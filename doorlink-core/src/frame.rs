//! Frame construction and parsing

use std::fmt;
use std::str::FromStr;

use bytes::Bytes;
use tracing::trace;

use crate::{
    constants::{FRAME_HEX_LEN, FRAME_SIZE, HEADER_HEX_LEN, MAX_PAYLOAD_HEX_LEN, PREAMBLE},
    error::{Error, Result},
    hexstr,
    verb::Verb,
};

/// The board's 4-byte unique identifier, typically the last four bytes
/// of its MAC address. Printed configuration gives it in natural
/// big-endian hex (`AABBCCDD`); the wire wants it byte-reversed.
#[derive(Debug, Clone, Copy, PartialEq, Eq, Hash)]
pub struct SerialNumber([u8; 4]);

impl SerialNumber {
    pub fn new(bytes: [u8; 4]) -> Self {
        Self(bytes)
    }

    pub fn as_bytes(&self) -> [u8; 4] {
        self.0
    }

    /// Natural (big-endian) hex form, as printed on the board label.
    pub fn natural_hex(&self) -> String {
        hex::encode(self.0)
    }

    /// Byte-reversed hex form, as carried in every frame header.
    pub fn wire_hex(&self) -> String {
        let mut le = self.0;
        le.reverse();
        hex::encode(le)
    }
}

impl FromStr for SerialNumber {
    type Err = Error;

    fn from_str(s: &str) -> Result<Self> {
        if s.len() != 8 {
            return Err(Error::InvalidSerial(s.to_string()));
        }
        let raw = hex::decode(s).map_err(|_| Error::InvalidSerial(s.to_string()))?;
        let mut bytes = [0u8; 4];
        bytes.copy_from_slice(&raw);
        Ok(Self(bytes))
    }
}

impl fmt::Display for SerialNumber {
    fn fmt(&self, f: &mut fmt::Formatter<'_>) -> fmt::Result {
        write!(f, "{}", self.natural_hex())
    }
}

/// Request frame
///
/// # Frame Structure
///
/// ```text
/// ┌──────────┬──────────┬──────────┬───────────────┬───────────────────┐
/// │ Preamble │   Verb   │ Reserved │ SerialNumber  │      Payload      │
/// │  1 byte  │  1 byte  │ 2 bytes  │   4 bytes     │  up to 56 bytes   │
/// │  (0x17)  │          │ (zeroed) │ (byte-rev'd)  │  (zero-padded)    │
/// └──────────┴──────────┴──────────┴───────────────┴───────────────────┘
/// ```
///
/// Every frame is exactly 64 bytes; the payload is zero-padded on the
/// right and must never overflow the fixed size. The whole frame is
/// assembled as hex text because several payload fields (dates,
/// timestamps) are literal digit characters, then decoded to raw bytes
/// only at the transport boundary.
///
/// # Examples
///
/// ```
/// use doorlink_core::{Frame, SerialNumber, Verb};
///
/// let serial: SerialNumber = "AABBCCDD".parse().unwrap();
/// let frame = Frame::new(Verb::GetTime, serial);
/// let hex = frame.encode().unwrap();
/// assert_eq!(hex.len(), 128);
/// assert!(hex.starts_with("17320000ddccbbaa"));
/// ```
#[derive(Clone, PartialEq, Eq)]
pub struct Frame {
    verb: Verb,
    serial: SerialNumber,
    payload: String,
}

impl Frame {
    /// Create a frame with an empty payload
    pub fn new(verb: Verb, serial: SerialNumber) -> Self {
        Self {
            verb,
            serial,
            payload: String::new(),
        }
    }

    /// Create a frame with a verb-specific payload (hex text)
    pub fn with_payload(verb: Verb, serial: SerialNumber, payload: impl Into<String>) -> Self {
        Self {
            verb,
            serial,
            payload: payload.into(),
        }
    }

    pub fn verb(&self) -> Verb {
        self.verb
    }

    /// The common header: preamble + verb + zeroed reserved field +
    /// byte-reversed serial number.
    pub fn header_hex(&self) -> String {
        format!(
            "{:02x}{}0000{}",
            PREAMBLE,
            self.verb.as_hex(),
            self.serial.wire_hex()
        )
    }

    /// Encode to the full 128-hex-character frame text.
    ///
    /// # Errors
    ///
    /// Rejects payloads that are not well-formed hex pairs or that would
    /// push the frame past its fixed 64-byte size.
    pub fn encode(&self) -> Result<String> {
        hexstr::ensure_hex_pairs(&self.payload)?;
        if self.payload.len() > MAX_PAYLOAD_HEX_LEN {
            return Err(Error::PayloadTooLong {
                len: self.payload.len() / 2,
                max: MAX_PAYLOAD_HEX_LEN / 2,
            });
        }

        let mut out = self.header_hex();
        out.push_str(&self.payload);
        let pad = FRAME_HEX_LEN - out.len();
        out.push_str(&"0".repeat(pad));

        trace!(verb = %self.verb, frame = %out, "Encoded frame");

        Ok(out)
    }

    /// Encode to raw wire bytes.
    pub fn to_bytes(&self) -> Result<Bytes> {
        let hex = self.encode()?;
        Ok(Bytes::from(hex::decode(hex)?))
    }
}

impl fmt::Debug for Frame {
    fn fmt(&self, f: &mut fmt::Formatter<'_>) -> fmt::Result {
        f.debug_struct("Frame")
            .field("verb", &self.verb)
            .field("serial", &self.serial.natural_hex())
            .field("payload_len", &(self.payload.len() / 2))
            .finish()
    }
}

/// The common header fields parsed back out of a response.
///
/// Parsed defensively on every response even though most callers only
/// need the payload; the reserved field echoes device state and is kept
/// raw.
#[derive(Debug, Clone, Copy, PartialEq, Eq)]
pub struct Prelude {
    pub preamble: u8,
    /// Raw verb byte as echoed by the board (may not map to a known [`Verb`])
    pub verb: u8,
    pub reserved: [u8; 2],
    /// Serial number restored to its natural form
    pub serial: SerialNumber,
}

impl Prelude {
    /// Whether the response carries the expected protocol marker.
    pub fn has_valid_preamble(&self) -> bool {
        self.preamble == PREAMBLE
    }
}

/// A received frame, held as hex text and sliced at fixed offsets.
#[derive(Debug, Clone, PartialEq, Eq)]
pub struct Response {
    hex: String,
}

impl Response {
    /// Wrap a received datagram.
    ///
    /// The board always answers with one 64-byte frame; anything shorter
    /// is a protocol-level failure. Trailing bytes past the frame (some
    /// firmware pads its reply) are ignored, matching the fixed-offset
    /// contract both ends rely on.
    pub fn from_bytes(data: &[u8]) -> Result<Self> {
        if data.len() < FRAME_SIZE {
            return Err(Error::ResponseTooShort {
                expected: FRAME_SIZE,
                actual: data.len(),
            });
        }
        Ok(Self {
            hex: hex::encode(&data[..FRAME_SIZE]),
        })
    }

    /// Full frame as hex text (always 128 characters).
    pub fn hex(&self) -> &str {
        &self.hex
    }

    /// The verb-specific payload (everything after the common header).
    pub fn payload(&self) -> &str {
        &self.hex[HEADER_HEX_LEN..]
    }

    /// Fixed-offset slice, measured in hex characters from frame start.
    pub(crate) fn field(&self, start: usize, end: usize) -> &str {
        &self.hex[start..end]
    }

    /// Parse the common header fields.
    pub fn prelude(&self) -> Result<Prelude> {
        let preamble = hexstr::hex_byte(self.field(0, 2))?;
        let verb = hexstr::hex_byte(self.field(2, 4))?;
        let reserved = [
            hexstr::hex_byte(self.field(4, 6))?,
            hexstr::hex_byte(self.field(6, 8))?,
        ];
        let serial = hexstr::flip_bytes(self.field(8, 16))?.parse()?;

        Ok(Prelude {
            preamble,
            verb,
            reserved,
            serial,
        })
    }
}
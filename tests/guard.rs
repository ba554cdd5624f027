//! Decorator behaviour, driven through a recording stub router.

use std::sync::{Arc, Mutex};

use http::Method;
use routeguard::{Guard, Handler, Next, Register, RouteError, guard};

#[derive(Default)]
struct StubRouter {
    calls: Vec<(Method, String, Vec<Handler<(), ()>>)>,
}

impl Register<(), ()> for StubRouter {
    type Output = &'static str;

    fn register(
        &mut self,
        method: Method,
        path: &str,
        handlers: Vec<Handler<(), ()>>,
    ) -> &'static str {
        self.calls.push((method, path.to_owned(), handlers));
        "original return value"
    }
}

fn probe() -> (Next, Arc<Mutex<Vec<Option<RouteError>>>>) {
    let calls = Arc::new(Mutex::new(Vec::new()));
    let next = Next::new({
        let calls = Arc::clone(&calls);
        move |rejection| calls.lock().unwrap().push(rejection)
    });
    (next, calls)
}

async fn resolves(_: (), _: (), _: Next) -> Result<(), RouteError> {
    Ok(())
}

async fn rejects(_: (), _: (), _: Next) -> Result<(), RouteError> {
    Err("boom".into())
}

#[test]
fn wraps_async_handlers_for_every_default_verb() {
    for method in [Method::GET, Method::POST, Method::PUT, Method::DELETE, Method::PATCH] {
        let mut router = guard(StubRouter::default());
        let sync = Handler::from_sync(|_, _, _| {});
        let async1 = Handler::from_async(resolves);
        let async2 = Handler::from_async(resolves);

        let returned = router.register(
            method.clone(),
            "/route",
            vec![sync.clone(), async1.clone(), async2.clone()],
        );
        assert_eq!(returned, "original return value");

        let inner = router.into_inner();
        let (recorded, path, handlers) = &inner.calls[0];
        assert_eq!(*recorded, method);
        assert_eq!(path, "/route");

        // Sync handlers delegate by identity; async handlers arrive as
        // distinct wrapped values.
        assert!(handlers[0].ptr_eq(&sync));
        assert!(!handlers[1].ptr_eq(&async1));
        assert!(!handlers[2].ptr_eq(&async2));
        assert!(!handlers[1].ptr_eq(&handlers[2]));
    }
}

#[test]
fn verb_sugar_delegates_like_register() {
    let mut router = guard(StubRouter::default());
    let handler = Handler::from_async(resolves);
    assert_eq!(router.patch("/route", [handler.clone()]), "original return value");

    let inner = router.into_inner();
    assert_eq!(inner.calls[0].0, Method::PATCH);
    assert!(!inner.calls[0].2[0].ptr_eq(&handler));
}

#[test]
fn default_verb_set_includes_patch() {
    let router = guard(StubRouter::default());
    assert!(router.verbs().contains(&Method::PATCH));
}

#[test]
fn verbs_outside_the_set_delegate_untouched() {
    let mut router = Guard::with_verbs(StubRouter::default(), [Method::GET]);
    let handler = Handler::from_async(resolves);
    router.post("/route", [handler.clone()]);

    let inner = router.into_inner();
    assert!(inner.calls[0].2[0].ptr_eq(&handler));
}

#[tokio::test]
async fn guarded_registration_forwards_a_rejection() {
    let mut router = guard(StubRouter::default());
    router.get("/route", [Handler::from_async(rejects)]);

    let handlers = &router.get_ref().calls[0].2;
    let (next, calls) = probe();
    handlers[0].call((), (), next).await.unwrap();

    let calls = calls.lock().unwrap();
    assert_eq!(calls.len(), 1);
    assert_eq!(calls[0].as_ref().unwrap().to_string(), "boom");
}

#[tokio::test]
async fn double_guarding_still_forwards_exactly_once() {
    let mut router = guard(guard(StubRouter::default()));
    router.get("/route", [Handler::from_async(rejects)]);

    let inner = router.into_inner().into_inner();
    let (next, calls) = probe();
    inner.calls[0].2[0].call((), (), next).await.unwrap();
    assert_eq!(calls.lock().unwrap().len(), 1);
}
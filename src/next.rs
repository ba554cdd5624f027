//! The error-continuation handed to every handler.
//!
//! `Next` is the crate's view of the host framework's `next` callback: a
//! callable taking zero or one argument, where the one-argument form carries
//! an error into the framework's error pipeline. The host builds one per
//! request ([`Next::new`]) and decides what "proceed" and "fail" mean —
//! usually "run the next stage" and "run the error-rendering middleware".

use std::sync::Arc;

use crate::error::RouteError;

/// Hands control (or an error) to the next stage of the host's pipeline.
///
/// Cloneable: the handler and the rejection-forwarding wrapper may both hold
/// it. Clones share the same underlying callback.
#[derive(Clone)]
pub struct Next {
    inner: Arc<dyn Fn(Option<RouteError>) + Send + Sync + 'static>,
}

impl Next {
    /// Builds a continuation from the host's callback. `None` means "no
    /// error, carry on"; `Some(reason)` means "route this to error handling".
    pub fn new(f: impl Fn(Option<RouteError>) + Send + Sync + 'static) -> Self {
        Self { inner: Arc::new(f) }
    }

    /// Hands control onward with no error.
    pub fn proceed(&self) {
        (self.inner)(None);
    }

    /// Surfaces `reason` to the host's error pipeline.
    pub fn fail(&self, reason: impl Into<RouteError>) {
        (self.inner)(Some(reason.into()));
    }
}
//! The registration seam between this crate and the host router.
//!
//! This crate ships no router of its own. Whatever object the host uses to
//! register routes implements [`Register`] — one required method — and then
//! plugs straight into [`guard`](crate::guard). The verb-named sugar mirrors
//! the registration surface most routers expose.

use http::Method;

use crate::handler::Handler;

/// A router-like object: something with verb-based route registration.
///
/// `Req` and `Res` are the host's request/response contexts, and `Output` is
/// whatever the host's registration returns — a chained `&mut Self`, a route
/// id, `()` — passed through [`Guard`](crate::Guard) untouched.
pub trait Register<Req, Res> {
    /// The host's implementation-defined registration return value.
    type Output;

    /// Registers `handlers` for `method` + `path`.
    fn register(
        &mut self,
        method: Method,
        path: &str,
        handlers: Vec<Handler<Req, Res>>,
    ) -> Self::Output;

    fn get(&mut self, path: &str, handlers: impl IntoIterator<Item = Handler<Req, Res>>) -> Self::Output {
        self.register(Method::GET, path, handlers.into_iter().collect())
    }

    fn post(&mut self, path: &str, handlers: impl IntoIterator<Item = Handler<Req, Res>>) -> Self::Output {
        self.register(Method::POST, path, handlers.into_iter().collect())
    }

    fn put(&mut self, path: &str, handlers: impl IntoIterator<Item = Handler<Req, Res>>) -> Self::Output {
        self.register(Method::PUT, path, handlers.into_iter().collect())
    }

    fn delete(&mut self, path: &str, handlers: impl IntoIterator<Item = Handler<Req, Res>>) -> Self::Output {
        self.register(Method::DELETE, path, handlers.into_iter().collect())
    }

    fn patch(&mut self, path: &str, handlers: impl IntoIterator<Item = Handler<Req, Res>>) -> Self::Output {
        self.register(Method::PATCH, path, handlers.into_iter().collect())
    }
}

### What to work on
Set down again, word for word, the stretch of records from the line with "pub struct Prelude" to the line with "the frame (some", both of those lines included.

### Result of the task
pub struct Prelude {
    pub preamble: u8,
    /// Raw verb byte as echoed by the board (may not map to a known [`Verb`])
    pub verb: u8,
    pub reserved: [u8; 2],
    /// Serial number restored to its natural form
    pub serial: SerialNumber,
}

impl Prelude {
    /// Whether the response carries the expected protocol marker.
    pub fn has_valid_preamble(&self) -> bool {
        self.preamble == PREAMBLE
    }
}

/// A received frame, held as hex text and sliced at fixed offsets.
#[derive(Debug, Clone, PartialEq, Eq)]
pub struct Response {
    hex: String,
}

impl Response {
    /// Wrap a received datagram.
    ///
    /// The board always answers with one 64-byte frame; anything shorter
    /// is a protocol-level failure. Trailing bytes past the frame (some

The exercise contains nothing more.